[Dataset entries]

Segment Open

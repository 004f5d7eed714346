//! Portfolio return, volatility and Sharpe ratio.
//!
//! Shared by the statistics aggregator and the allocation optimizer so both
//! apply the same zero-volatility policy.

use tangent_math::linear_algebra::{dot, is_square, is_symmetric, quadratic_form};
use tangent_math::statistics::ZERO_VARIANCE_EPSILON;

use crate::error::{PortfolioError, PortfolioResult};

/// Portfolio variance, relative to the largest asset variance, at or below
/// which a portfolio counts as riskless.
pub const RISKLESS_VARIANCE_RATIO: f64 = 1e-12;

/// Relative tolerance for covariance symmetry.
const SYMMETRY_TOLERANCE: f64 = 1e-10;

/// Equal weights `1/n` for `n` assets.
#[must_use]
pub fn equal_weights(n: usize) -> Vec<f64> {
    if n == 0 {
        return Vec::new();
    }
    vec![1.0 / n as f64; n]
}

/// Expected portfolio return `w · mu`.
#[must_use]
pub fn portfolio_return(weights: &[f64], expected_returns: &[f64]) -> f64 {
    dot(weights, expected_returns)
}

/// Portfolio volatility `sqrt(wᵀ Σ w)`.
///
/// Rounding can push the quadratic form of a singular covariance slightly
/// below zero; that is treated as zero variance.
#[must_use]
pub fn portfolio_volatility(weights: &[f64], covariance: &[Vec<f64>]) -> f64 {
    quadratic_form(covariance, weights).max(0.0).sqrt()
}

/// Sharpe ratio `(return - risk_free) / volatility`.
///
/// Returns exactly `0.0` when volatility is zero (at or below
/// [`ZERO_VARIANCE_EPSILON`]) or not finite. A riskless portfolio with
/// positive excess return arguably has an infinite ratio; it is reported as
/// zero so the result never carries `NaN` or `Inf`.
///
/// Volatility just above the threshold is divided through unchanged: a
/// min-variance portfolio on a singular covariance can land at a volatility
/// like `4.4e-10`, which with a few percent of excess return gives a ratio
/// near `3e9`. Callers holding the covariance should screen such portfolios
/// with [`is_riskless`] first, as the aggregator and optimizer do.
#[must_use]
pub fn sharpe_ratio(portfolio_return: f64, volatility: f64, risk_free_rate: f64) -> f64 {
    if !volatility.is_finite() || volatility <= ZERO_VARIANCE_EPSILON {
        return 0.0;
    }
    let ratio = (portfolio_return - risk_free_rate) / volatility;
    if ratio.is_finite() {
        ratio
    } else {
        0.0
    }
}

/// Returns true if `volatility` is numerical noise relative to the assets'
/// own risk: its variance is at most [`RISKLESS_VARIANCE_RATIO`] times the
/// largest diagonal entry of `covariance`.
///
/// A singular covariance admits fully hedged portfolios whose computed
/// volatility is rounding residue rather than zero. Such a portfolio reaches
/// the lower bound of variance, so a min-variance run that finds one is at
/// its global optimum, and its Sharpe ratio is reported as zero.
#[must_use]
pub fn is_riskless(volatility: f64, covariance: &[Vec<f64>]) -> bool {
    let max_variance = covariance
        .iter()
        .enumerate()
        .filter_map(|(i, row)| row.get(i))
        .fold(0.0_f64, |acc, v| acc.max(*v));
    volatility * volatility <= RISKLESS_VARIANCE_RATIO * max_variance
}

/// Sharpe ratio of a portfolio whose volatility came from `covariance`,
/// zero when [`is_riskless`] holds.
#[must_use]
pub fn screened_sharpe_ratio(
    portfolio_return: f64,
    volatility: f64,
    risk_free_rate: f64,
    covariance: &[Vec<f64>],
) -> f64 {
    if is_riskless(volatility, covariance) {
        return 0.0;
    }
    sharpe_ratio(portfolio_return, volatility, risk_free_rate)
}

/// Checks a weight vector against the asset count.
pub fn validate_weights(weights: &[f64], n: usize) -> PortfolioResult<()> {
    if weights.len() != n {
        return Err(PortfolioError::dimension_mismatch("weights", n, weights.len()));
    }
    if let Some(i) = weights.iter().position(|w| !w.is_finite()) {
        return Err(PortfolioError::invalid_weights(format!(
            "weight {i} is not finite"
        )));
    }
    Ok(())
}

/// Checks that `covariance` is a finite, symmetric `n x n` matrix with a
/// non-negative diagonal.
///
/// Positive semi-definiteness is not verified.
pub fn validate_covariance(covariance: &[Vec<f64>], n: usize) -> PortfolioResult<()> {
    if covariance.len() != n {
        return Err(PortfolioError::dimension_mismatch("covariance rows", n, covariance.len()));
    }
    if !is_square(covariance) {
        let bad = covariance.iter().map(Vec::len).find(|len| *len != n).unwrap_or(n);
        return Err(PortfolioError::dimension_mismatch("covariance columns", n, bad));
    }
    if covariance.iter().flatten().any(|c| !c.is_finite()) {
        return Err(PortfolioError::invalid_input("covariance matrix contains non-finite entries"));
    }

    let scale = covariance
        .iter()
        .flatten()
        .fold(1.0_f64, |acc, c| acc.max(c.abs()));
    if !is_symmetric(covariance, SYMMETRY_TOLERANCE * scale) {
        return Err(PortfolioError::invalid_input("covariance matrix is not symmetric"));
    }
    if let Some(i) = (0..n).find(|&i| covariance[i][i] < 0.0) {
        return Err(PortfolioError::invalid_input(format!(
            "covariance diagonal entry {i} is negative"
        )));
    }
    Ok(())
}

#[cfg(test)]
mod tests {
    use super::*;
    use approx::assert_relative_eq;

    #[test]
    fn test_portfolio_return_and_volatility() {
        let w = [0.5, 0.5];
        let cov = vec![vec![0.04, 0.01], vec![0.01, 0.09]];
        assert_relative_eq!(portfolio_return(&w, &[0.10, 0.20]), 0.15, epsilon = 1e-15);
        // 0.25 * (0.04 + 0.09 + 2 * 0.01) = 0.0375
        assert_relative_eq!(portfolio_volatility(&w, &cov), 0.0375_f64.sqrt(), epsilon = 1e-15);
    }

    #[test]
    fn test_zero_volatility_sharpe_is_zero() {
        assert_eq!(sharpe_ratio(0.05, 0.0, 0.0), 0.0);
        assert_eq!(sharpe_ratio(0.05, 1e-18, 0.0), 0.0);
        assert_eq!(sharpe_ratio(0.05, f64::NAN, 0.0), 0.0);
        assert_relative_eq!(sharpe_ratio(0.12, 0.2, 0.02), 0.5, epsilon = 1e-15);
    }

    #[test]
    fn test_near_zero_volatility_is_riskless() {
        let cov = vec![vec![0.04, -0.04], vec![-0.04, 0.04]];

        // Unscreened, rounding residue yields an absurd ratio.
        assert!(sharpe_ratio(1.5, 4.4e-10, 0.0) > 3e9);

        assert!(is_riskless(4.4e-10, &cov));
        assert_eq!(screened_sharpe_ratio(1.5, 4.4e-10, 0.0, &cov), 0.0);
        assert!(!is_riskless(0.01, &cov));
        assert_relative_eq!(
            screened_sharpe_ratio(0.12, 0.2, 0.02, &cov),
            0.5,
            epsilon = 1e-15
        );

        let flat = vec![vec![0.0]];
        assert!(is_riskless(0.0, &flat));
    }

    #[test]
    fn test_negative_rounding_variance_is_zero() {
        let cov = vec![vec![1.0, -1.0], vec![-1.0, 1.0]];
        let vol = portfolio_volatility(&[0.5 + 1e-17, 0.5], &cov);
        assert!(vol.is_finite());
        assert!(vol < 1e-8);
    }

    #[test]
    fn test_validate_weights() {
        assert!(validate_weights(&[0.5, 0.5], 2).is_ok());
        assert!(matches!(
            validate_weights(&[1.0], 2),
            Err(PortfolioError::DimensionMismatch { .. })
        ));
        assert!(matches!(
            validate_weights(&[f64::NAN, 1.0], 2),
            Err(PortfolioError::InvalidWeights { .. })
        ));
    }

    #[test]
    fn test_validate_covariance() {
        let good = vec![vec![0.04, 0.01], vec![0.01, 0.09]];
        assert!(validate_covariance(&good, 2).is_ok());
        assert!(validate_covariance(&good, 3).is_err());

        let ragged = vec![vec![0.04, 0.01], vec![0.01]];
        assert!(validate_covariance(&ragged, 2).is_err());

        let asymmetric = vec![vec![0.04, 0.02], vec![0.01, 0.09]];
        assert!(validate_covariance(&asymmetric, 2).is_err());

        let negative = vec![vec![-0.04, 0.0], vec![0.0, 0.09]];
        assert!(validate_covariance(&negative, 2).is_err());

        let nan = vec![vec![f64::NAN, 0.0], vec![0.0, 0.09]];
        assert!(validate_covariance(&nan, 2).unwrap_err().is_invalid_input());
    }

    #[test]
    fn test_equal_weights() {
        assert!(equal_weights(0).is_empty());
        assert_eq!(equal_weights(4), vec![0.25; 4]);
    }
}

Segment Closed

ASSIGNED TASK:
Go through the records. Copy each line where "PortfolioResult" appears.

TASK SOLUTION:
use crate::error::{PortfolioError, PortfolioResult};
pub fn validate_weights(weights: &[f64], n: usize) -> PortfolioResult<()> {
pub fn validate_covariance(covariance: &[Vec<f64>], n: usize) -> PortfolioResult<()> {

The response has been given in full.